Once through, all was well and we made good progress once more. That was until we arrived at Chudleigh. You have probably never heard of this town other than its namesake in England. This town does contain an interesting surprise - The Silk Fudge Shop. Now the fudge isn't made of silk, and the silk items sold are not fudge coated either. This is a thriving out of the way business with so many varieties of fudge to sample, one was starting to get a sugar high. There were a further 16 flavours that we didn't even see! The fudge panorama is half of the display.
Such a lovely lady who seems to enjoy extending conversations while you add more slabs of fudge to your purchases. We escaped with
just 8 flavours!
Next stop was a little past Mole Creek at King Solomon's Cave. We were hoping that some of his wealth may just drop into our pockets as indeed did the two farmers who found the cave many years ago. They lowered themselves via rope into the cave, turned on their light and WOW! The walls appeared to be diamond studded! Any way they lucked out as the sparklers were calcite crystal, and we found no diamonds either. There are three caves open to the public around Mole Creek, and access is by guided tour only. Interesting and informative as well. In one place there is evidence that an earthquake had lowered the floor from the ceiling but the gap is slowly being mended over as moisture seeps down from the ceiling.

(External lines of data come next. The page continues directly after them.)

use std::sync::OnceLock;

use crate::analysis::{self, Period, PartsReport, StationPerformance, TrendPoint};
use crate::config::MatplanConfig;
use crate::error::ReconError;
use crate::matcher::match_consumption;
use crate::master;
use crate::model::{MasterView, MatchOutput, MaterialLine, SourceTables};
use crate::stats::{self, CategoryStats, CompletenessStats};

/// Owns the immutable input tables and memoizes everything derived from them.
///
/// The first call that needs the master view builds it; every later call
/// returns the same value.
pub struct Dashboard {
    tables: SourceTables,
    config: MatplanConfig,
    tracked: OnceLock<Option<Vec<MaterialLine>>>,
    matches: OnceLock<Option<MatchOutput>>,
    view: OnceLock<Option<MasterView>>,
}

impl Dashboard {
    pub fn new(tables: SourceTables, config: MatplanConfig) -> Self {
        Self {
            tables,
            config,
            tracked: OnceLock::new(),
            matches: OnceLock::new(),
            view: OnceLock::new(),
        }
    }

    pub fn tables(&self) -> &SourceTables {
        &self.tables
    }

    pub fn config(&self) -> &MatplanConfig {
        &self.config
    }

    /// Consumption lines after the voucher filter.
    pub fn tracked_consumption(&self) -> Option<&[MaterialLine]> {
        self.tracked
            .get_or_init(|| master::tracked_consumption(&self.tables, &self.config))
            .as_deref()
    }

    pub fn match_output(&self) -> Option<&MatchOutput> {
        self.matches
            .get_or_init(|| {
                let workpacks = self.tables.workpacks.as_deref()?;
                let lines = self.tracked_consumption()?;
                Some(match_consumption(workpacks, lines, self.config.matching.overlap))
            })
            .as_ref()
    }

    pub fn master_view(&self) -> Option<&MasterView> {
        self.view
            .get_or_init(|| {
                let workpacks = self.tables.workpacks.as_deref()?;
                Some(master::assemble(workpacks, &self.tables, self.match_output()))
            })
            .as_ref()
    }

    /// Like [`Dashboard::master_view`], but reports a missing table as an error.
    pub fn require_master_view(&self) -> Result<&MasterView, ReconError> {
        self.master_view().ok_or(ReconError::Unavailable("work package"))
    }

    pub fn completeness(&self) -> Option<CompletenessStats> {
        self.master_view().map(stats::completeness)
    }

    /// Absent when no tracked consumption lines are loaded.
    pub fn consumption_by_category(&self) -> Option<CategoryStats> {
        let lines = self.tracked_consumption().filter(|lines| !lines.is_empty())?;
        Some(stats::consumption_by_category(lines, self.master_view()))
    }

    pub fn station_performance(&self) -> Option<Vec<StationPerformance>> {
        self.master_view().map(analysis::station_performance)
    }

    pub fn accuracy_trend(&self, period: Period) -> Option<Vec<TrendPoint>> {
        self.master_view().map(|v| analysis::accuracy_trend(v, period))
    }

    /// Part-level comparison for one work package. Absent when neither
    /// planned nor consumption data is loaded.
    pub fn compare_parts(&self, wpno_i: &str) -> Option<PartsReport> {
        let planned = self.tables.planned.as_deref();
        let consumed = self.tracked_consumption();
        if planned.is_none() && consumed.is_none() {
            return None;
        }
        Some(analysis::compare_parts(
            planned.unwrap_or_default(),
            consumed.unwrap_or_default(),
            wpno_i,
        ))
    }
}

#[cfg(test)]
mod tests {
    use super::*;
    use crate::model::WorkPackage;

    #[test]
    fn missing_tables_are_unavailable() {
        let dash = Dashboard::new(SourceTables::default(), MatplanConfig::default());
        assert!(dash.master_view().is_none());
        assert!(dash.completeness().is_none());
        assert!(dash.consumption_by_category().is_none());
        assert!(dash.compare_parts("1").is_none());
        assert!(matches!(
            dash.require_master_view(),
            Err(ReconError::Unavailable("work package"))
        ));
    }

    #[test]
    fn master_view_is_memoized() {
        let tables = SourceTables {
            workpacks: Some(vec![WorkPackage {
                wpno_i: Some("1".into()),
                ..Default::default()
            }]),
            consumption: Some(vec![]),
            ..Default::default()
        };
        let dash = Dashboard::new(tables, MatplanConfig::default());
        let a = dash.master_view().unwrap() as *const MasterView;
        let b = dash.master_view().unwrap() as *const MasterView;
        assert_eq!(a, b);
        assert_eq!(dash.completeness().unwrap().total_workpackages, 1);
        // an empty consumption table reports no categories
        assert!(dash.consumption_by_category().is_none());
    }
}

We had made good progress for the day, and we noted that the central plateau looked clear, so we asked Tommy to take us to Cradle Mountain.
Off we went up Round Mountain. I'm not sure if the mountain is round or just the nature of the road. After many twists and turns we finally got to the summit and looked down on
the road from Gowrie park to Moina, a road we travelled on our second day in Tasmania.
These roads are slow to drive through, but just magic scenery, so far from boring. It wasn't long before we came to Moina and headed up to Cradle Mountain. The sky was clear and bode well for the following day. We collected our bus pass, found an unpowered site in the caravan park that suited us as it was too late to go down to the lake by that stage. Oh, nearly forgot to mention one of those 'I wish I had my camera' moments. We asked the camp ground to tell us which sites were available and set off to see if we liked before booking in. As we were walking back to the office, a big fat wombat just came out on the bush clad road about 20 feet from us.
We had read some grumpy reports about the caravan park at Cradle Mountain. We found the staff friendly and accommodating, and the unpowered sites, while expensive, were each separate little bush surrounded hide-aways. The camp kitchen is a beauty with a couple of welcoming open fires burning to
cheer the soul in the colder evening temps.
One of the things on our bucket list was to get to meet a Tasmanian Devil. We have seen some of devils driving cars down here; passing where they shouldn't, using both lanes as required. But the ones we wanted to meet are a rowdy bunch. Just 2 ks from the caravan park there is a Tassie Devil breeding and info centre. At 5.30 they feed these little fellows after showing the paying guests a film about these interesting animals.
These animals are the opposite of community - really solitary animals, but not territorial. They fight over two things - food and sex. We certainly witnessed a mighty 3 way tug of war over their dinner. They were discrete in respect of the other!
But it has been this biting that has transmitted the facial tumour across the population. The breeding program in Tasmania is aimed at getting healthy populations established and back out into the wild. The centre also has spotted quoll. These are cousins of the devils, but decidedly more attractive in their behaviour.
The tour finished about 7.00pm, so we headed back to the caravan
park and had a big bowl of minestrone soup sitting by the open fire.